• Task goal:
Restating the records exactly is the whole task.

[Records — start]

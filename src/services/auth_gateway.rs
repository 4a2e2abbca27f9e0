// SPDX-License-Identifier: MIT
// Copyright 2026 Roland Dreier <roland@rolandd.dev>

//! Access-token resolution through the `get_user_from_jwt` RPC.

use crate::error::AppError;
use crate::models::AuthUser;
use crate::services::supabase::SupabaseClient;
use reqwest::Method;
use serde::Deserialize;

const RESOLVE_USER_RPC: &str = "/rest/v1/rpc/get_user_from_jwt";

/// Resolves caller tokens to identities.
#[derive(Clone)]
pub struct AuthGateway {
    client: SupabaseClient,
}

/// Row shape returned by the RPC. A function returning a composite type with
/// no match yields all-null columns, hence the options.
#[derive(Deserialize)]
struct RpcUser {
    id: Option<String>,
    email: Option<String>,
}

/// The RPC answers with a bare object or a set, depending on how the function
/// was declared.
#[derive(Deserialize)]
#[serde(untagged)]
enum RpcResponse {
    Many(Vec<RpcUser>),
    One(Option<RpcUser>),
}

impl RpcResponse {
    fn into_user(self) -> Option<AuthUser> {
        let row = match self {
            RpcResponse::Many(rows) => rows.into_iter().next(),
            RpcResponse::One(row) => row,
        }?;

        let id = row.id.filter(|id| !id.is_empty())?;
        Some(AuthUser {
            id,
            email: row.email,
        })
    }
}

impl AuthGateway {
    pub fn new(client: SupabaseClient) -> Self {
        Self { client }
    }

    /// Resolve a token to the identity it was issued for.
    ///
    /// Gateway failures surface as `Unauthorized` with the gateway's message;
    /// a token that resolves to nothing is `Unauthorized("Invalid token")`.
    pub async fn resolve_user(&self, token: &str) -> Result<AuthUser, AppError> {
        let request = self
            .client
            .request(Method::POST, RESOLVE_USER_RPC)
            .json(&serde_json::json!({ "jwt": token }));

        let response: RpcResponse = self
            .client
            .send_json(request)
            .await
            .map_err(|e| match e {
                AppError::Upstream(msg) if !msg.is_empty() => AppError::Unauthorized(msg),
                internal @ AppError::Internal(_) => internal,
                _ => AppError::Unauthorized(AppError::INVALID_TOKEN.to_string()),
            })?;

        response
            .into_user()
            .ok_or_else(|| AppError::Unauthorized(AppError::INVALID_TOKEN.to_string()))
    }
}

[Records — finish]

• Task response:
filename src/services/auth_gateway.rs
repository 4a2e2abbca27f9e0
// SPDX-License-Identifier: MIT
// Copyright 2026 Roland Dreier <roland@rolandd.dev>

//! Access-token resolution through the `get_user_from_jwt` RPC.

use crate::error::AppError;
use crate::models::AuthUser;
use crate::services::supabase::SupabaseClient;
use reqwest::Method;
use serde::Deserialize;

const RESOLVE_USER_RPC: &str = "/rest/v1/rpc/get_user_from_jwt";

/// Resolves caller tokens to identities.
#[derive(Clone)]
pub struct AuthGateway {
    client: SupabaseClient,
}

/// Row shape returned by the RPC. A function returning a composite type with
/// no match yields all-null columns, hence the options.
#[derive(Deserialize)]
struct RpcUser {
    id: Option<String>,
    email: Option<String>,
}

/// The RPC answers with a bare object or a set, depending on how the function
/// was declared.
#[derive(Deserialize)]
#[serde(untagged)]
enum RpcResponse {
    Many(Vec<RpcUser>),
    One(Option<RpcUser>),
}

impl RpcResponse {
    fn into_user(self) -> Option<AuthUser> {
        let row = match self {
            RpcResponse::Many(rows) => rows.into_iter().next(),
            RpcResponse::One(row) => row,
        }?;

        let id = row.id.filter(|id| !id.is_empty())?;
        Some(AuthUser {
            id,
            email: row.email,
        })
    }
}

impl AuthGateway {
    pub fn new(client: SupabaseClient) -> Self {
        Self { client }
    }

    /// Resolve a token to the identity it was issued for.
    ///
    /// Gateway failures surface as `Unauthorized` with the gateway's message;
    /// a token that resolves to nothing is `Unauthorized("Invalid token")`.
    pub async fn resolve_user(&self, token: &str) -> Result<AuthUser, AppError> {
        let request = self
            .client
            .request(Method::POST, RESOLVE_USER_RPC)
            .json(&serde_json::json!({ "jwt": token }));

        let response: RpcResponse = self
            .client
            .send_json(request)
            .await
            .map_err(|e| match e {
                AppError::Upstream(msg) if !msg.is_empty() => AppError::Unauthorized(msg),
                internal @ AppError::Internal(_) => internal,
                _ => AppError::Unauthorized(AppError::INVALID_TOKEN.to_string()),
            })?;

        response
            .into_user()
            .ok_or_else(|| AppError::Unauthorized(AppError::INVALID_TOKEN.to_string()))
    }
}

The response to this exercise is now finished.